Kudos to Maxwell Kennerly of the Litigation and Trial blog for his recent post entitled “The Three Types of Practicing Lawyer Blogs,” which we mentioned previously here. We’ve been meaning to respond to it in detail for some time. Kennerly accurately characterizes the different types of practicing lawyer blogs, which he divides into three main types: the mainstream, the personalities, and the marketers. (He was kind enough to place us into the second category). Here at Abnormal Use, we enjoy blogging about legal blogging, and Kennerly’s post got us thinking about these different types of blogs and how practicing attorneys find the time to engage in blogging to various degrees.
We continue to marvel at those bloggers that Kennerly places into “the mainstream,” which he describes as a group of blogs engaging in news gathering, objective reporting, and the collection of legal links and analysis. These are blogs like SCOTUSblog (whose recent acquisition by Bloomberg prompted Kennerly’s post in the first place) and even Howard Bashman’s How Appealing, the grandfather of mainstream legal blogs. How practicing lawyers can assemble the material for these mainstream blogs is quite a feat: they cannot miss a beat or news development occurring in the subject matter they cover. If they do so, their credibility is threatened and so, they must constantly dedicate resources to the blogs to provide the latest news on their chosen subject matter.
That’s a Herculean task when one is trying to simultaneously run a law practice. We suspect there are a host of lawyer writers out there who once intended to engage in legal mainstream blogging but burnt out quickly due to the high demands of the enterprise. We offer our most sincere kudos to those who are able to maintain such blogs.
It’s a bit easier to run a “personality” blog, as contributors to such enterprises can pick and chose their topics as they please. They need not fret about objectivity. They can inject a bit of editorial style – even sarcasm sometimes – into their posts. However, personality blogs still face the difficult challenge of providing timely, interesting, and engaging commentary on the area of law they have chosen to discuss. Here at Abnormal Use, we have posted every business day since January of 2010. That’s no small feat, even if we do say so ourselves. We have a dedicated staff of thoughtful writers here without whom this enterprise would be impossible. We are not sure that we could engage in the type of personality blogging we do if there were fewer contributors, or if there were but one contributor. In sum, there is strength in numbers.
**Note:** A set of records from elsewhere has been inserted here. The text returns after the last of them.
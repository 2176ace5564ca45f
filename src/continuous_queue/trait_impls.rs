use std::cmp;
use std::fmt;
use std::hash::{Hash, Hasher};
use std::iter;
use std::ops::{Index, IndexMut};

use super::*;

impl<T: Clone, B: Bounds> Clone for ContinuousQueue<T, B> {
    fn clone(&self) -> ContinuousQueue<T, B> {
        ContinuousQueue {
            items: self.items.clone(),
            cursors: self.cursors,
            bounds: PhantomData,
        }
    }
}

impl<T, B: Bounds> Default for ContinuousQueue<T, B> {
    #[inline]
    fn default() -> ContinuousQueue<T, B> {
        ContinuousQueue::new()
    }
}

/// Two queues are equal when they hold equal elements under the same
/// absolute indices. Capacity and physical layout are ignored.
impl<T: PartialEq, B: Bounds> PartialEq for ContinuousQueue<T, B> {
    fn eq(&self, other: &ContinuousQueue<T, B>) -> bool {
        self.beginning_index() == other.beginning_index() && self.len() == other.len() &&
        self.iter().eq(other.iter())
    }
}

impl<T: Eq, B: Bounds> Eq for ContinuousQueue<T, B> {}

impl<T: Hash, B: Bounds> Hash for ContinuousQueue<T, B> {
    fn hash<H: Hasher>(&self, state: &mut H) {
        self.beginning_index().hash(state);
        self.len().hash(state);
        for element in self {
            element.hash(state);
        }
    }
}

impl<T, B: Bounds> Index<i64> for ContinuousQueue<T, B> {
    type Output = T;

    #[inline]
    fn index(&self, index: i64) -> &T {
        match self.get(index) {
            Ok(element) => element,
            Err(err) => panic!("{}", err),
        }
    }
}

impl<T, B: Bounds> IndexMut<i64> for ContinuousQueue<T, B> {
    #[inline]
    fn index_mut(&mut self, index: i64) -> &mut T {
        match self.get_mut(index) {
            Ok(element) => element,
            Err(err) => panic!("{}", err),
        }
    }
}

/// Collects into a fresh queue; the first element gets index `0`.
impl<T, B: Bounds> iter::FromIterator<T> for ContinuousQueue<T, B> {
    fn from_iter<I: IntoIterator<Item = T>>(iter: I) -> Self {
        let iter = iter.into_iter();
        let (lower, _) = iter.size_hint();
        let mut queue = ContinuousQueue::with_capacity(cmp::max(lower, DEFAULT_CAPACITY));
        queue.extend(iter);
        queue
    }
}

impl<T, B: Bounds> IntoIterator for ContinuousQueue<T, B> {
    type Item = T;
    type IntoIter = IntoIter<T, B>;

    fn into_iter(self) -> IntoIter<T, B> {
        IntoIter { inner: self }
    }
}

impl<'a, T, B: Bounds> IntoIterator for &'a ContinuousQueue<T, B> {
    type Item = &'a T;
    type IntoIter = Iter<'a, T>;

    fn into_iter(self) -> Iter<'a, T> {
        self.iter()
    }
}

impl<'a, T, B: Bounds> IntoIterator for &'a mut ContinuousQueue<T, B> {
    type Item = &'a mut T;
    type IntoIter = IterMut<'a, T>;

    fn into_iter(self) -> IterMut<'a, T> {
        self.iter_mut()
    }
}

/// Extend the `ContinuousQueue` with an iterator, pushing to the back.
///
/// The queue grows as needed; every element is kept.
impl<T, B: Bounds> Extend<T> for ContinuousQueue<T, B> {
    fn extend<I: IntoIterator<Item = T>>(&mut self, iter: I) {
        for element in iter {
            self.push_back(element);
        }
    }
}

impl<T: fmt::Debug, B: Bounds> fmt::Debug for ContinuousQueue<T, B> {
    fn fmt(&self, f: &mut fmt::Formatter) -> fmt::Result {
        f.debug_list().entries(self).finish()
    }
}

#[cfg(test)]
mod tests {
    use std::collections::hash_map::DefaultHasher;
    use std::hash::{Hash, Hasher};

    use crate::{ContinuousQueue, InclusiveQueue};

    fn hash_of<T: Hash>(value: &T) -> u64 {
        let mut hasher = DefaultHasher::new();
        value.hash(&mut hasher);
        hasher.finish()
    }

    #[test]
    fn test_index() {
        let mut queue: ContinuousQueue<_> = ContinuousQueue::new();
        queue.extend(vec![1, 2, 3, 4]);
        assert_eq!(queue[1], 2);
        queue[2] = 30;
        assert_eq!(queue[2], 30);

        let mut inclusive: InclusiveQueue<_> = InclusiveQueue::new();
        inclusive.extend(vec![1, 2]);
        inclusive[0] = 10;
        assert_eq!(inclusive[0], 10);
        assert_eq!(inclusive[1], 2);
    }

    #[test]
    #[should_panic(expected = "index 0 must be between")]
    fn test_index_endpoint() {
        let mut queue: ContinuousQueue<_> = ContinuousQueue::new();
        queue.extend(vec![1, 2, 3]);
        let _front = queue[0];
    }

    #[test]
    #[should_panic]
    fn test_index_evicted() {
        let mut queue: InclusiveQueue<_> = InclusiveQueue::new();
        queue.extend(vec![1, 2, 3]);
        queue.pop_front().unwrap();
        queue[0] = 5;
    }

    #[test]
    fn test_partial_equal() {
        let mut a: ContinuousQueue<_> = ContinuousQueue::with_capacity(3);
        let mut b: ContinuousQueue<_> = ContinuousQueue::with_capacity(8);
        a.extend(0..3);
        a.pop_front().unwrap();
        a.push_back(3);
        b.push_back(-1);
        b.extend(1..4);
        assert_ne!(a, b);
        b.pop_front().unwrap();
        assert_eq!(a, b);
        assert_eq!(hash_of(&a), hash_of(&b));

        let shifted: ContinuousQueue<_> = (1..4).collect();
        assert_ne!(a, shifted);
    }

    #[test]
    fn test_clone() {
        let mut queue: InclusiveQueue<_> = InclusiveQueue::with_capacity(2);
        queue.push_back(String::from("a"));
        queue.push_front(String::from("b"));
        let mut copy = queue.clone();
        assert_eq!(copy, queue);
        assert_eq!(copy.get(-1).unwrap(), "b");
        copy.set(0, String::from("c")).unwrap();
        assert_eq!(queue.get(0).unwrap(), "a");
        assert_ne!(copy, queue);
    }

    #[test]
    fn test_fmt() {
        let mut queue: ContinuousQueue<_> = ContinuousQueue::with_capacity(2);
        queue.extend(0..3);
        queue.push_front(-1);
        assert_eq!(format!("{:?}", queue), "[-1, 0, 1, 2]");
    }

    #[test]
    fn test_from_iterator() {
        let queue: ContinuousQueue<_> = (0..40).collect();
        assert_eq!(queue.len(), 40);
        assert_eq!(queue.capacity(), 40);
        assert_eq!(queue.beginning_index(), 0);
        assert_eq!(queue.end_index(), 39);
        assert_eq!(queue.front(), Ok(&0));
        assert_eq!(queue.back(), Ok(&39));
    }

    #[test]
    fn test_extend() {
        let mut queue: ContinuousQueue<_> = ContinuousQueue::with_capacity(1);
        queue.extend(0..10);
        assert_eq!(queue.len(), 10);
        assert_eq!(queue.capacity(), 16);
        assert_eq!(queue.into_iter().collect::<Vec<_>>(), (0..10).collect::<Vec<_>>());
    }

    #[test]
    fn test_default() {
        let queue: ContinuousQueue<u8> = Default::default();
        assert_eq!(queue.capacity(), 16);
        assert!(queue.is_empty());
    }
}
Finally, the marketing blogs that Kennerly discusses are, as he suggests, sometimes irksome. Somewhat spam like, they clutter the blawgosphere with a curious melange of general related news and lawyer advertising. We don’t have much to say on those types sites or whether they are written by lawyers or marketing professionals.
The thing that interested us most about Kennerly’s post was his suggestion that personality blogs tend to engage each other more frequently than any other type of blogs. To us, that’s part of the point of the blawgosphere. We enjoy engaging in discussion with other lawyers and law blogs. As we previously noted, this enterprise has allowed us to meet other lawyers across the country and discuss not just blogging itself but also substantive legal issues. We are always looking for more law blogs to read or bloggers with whom we can discuss products, or even general legal issues.
That, we think, is the chief advantage of blogging as marketing. Bloggers find themselves in discussions, friendly debates, and conversations with other lawyers across the nation they never would have met otherwise. Those conversations lead to meetings in person at conferences and the like, and often, transform into actual friendship. That’s not such a bad thing.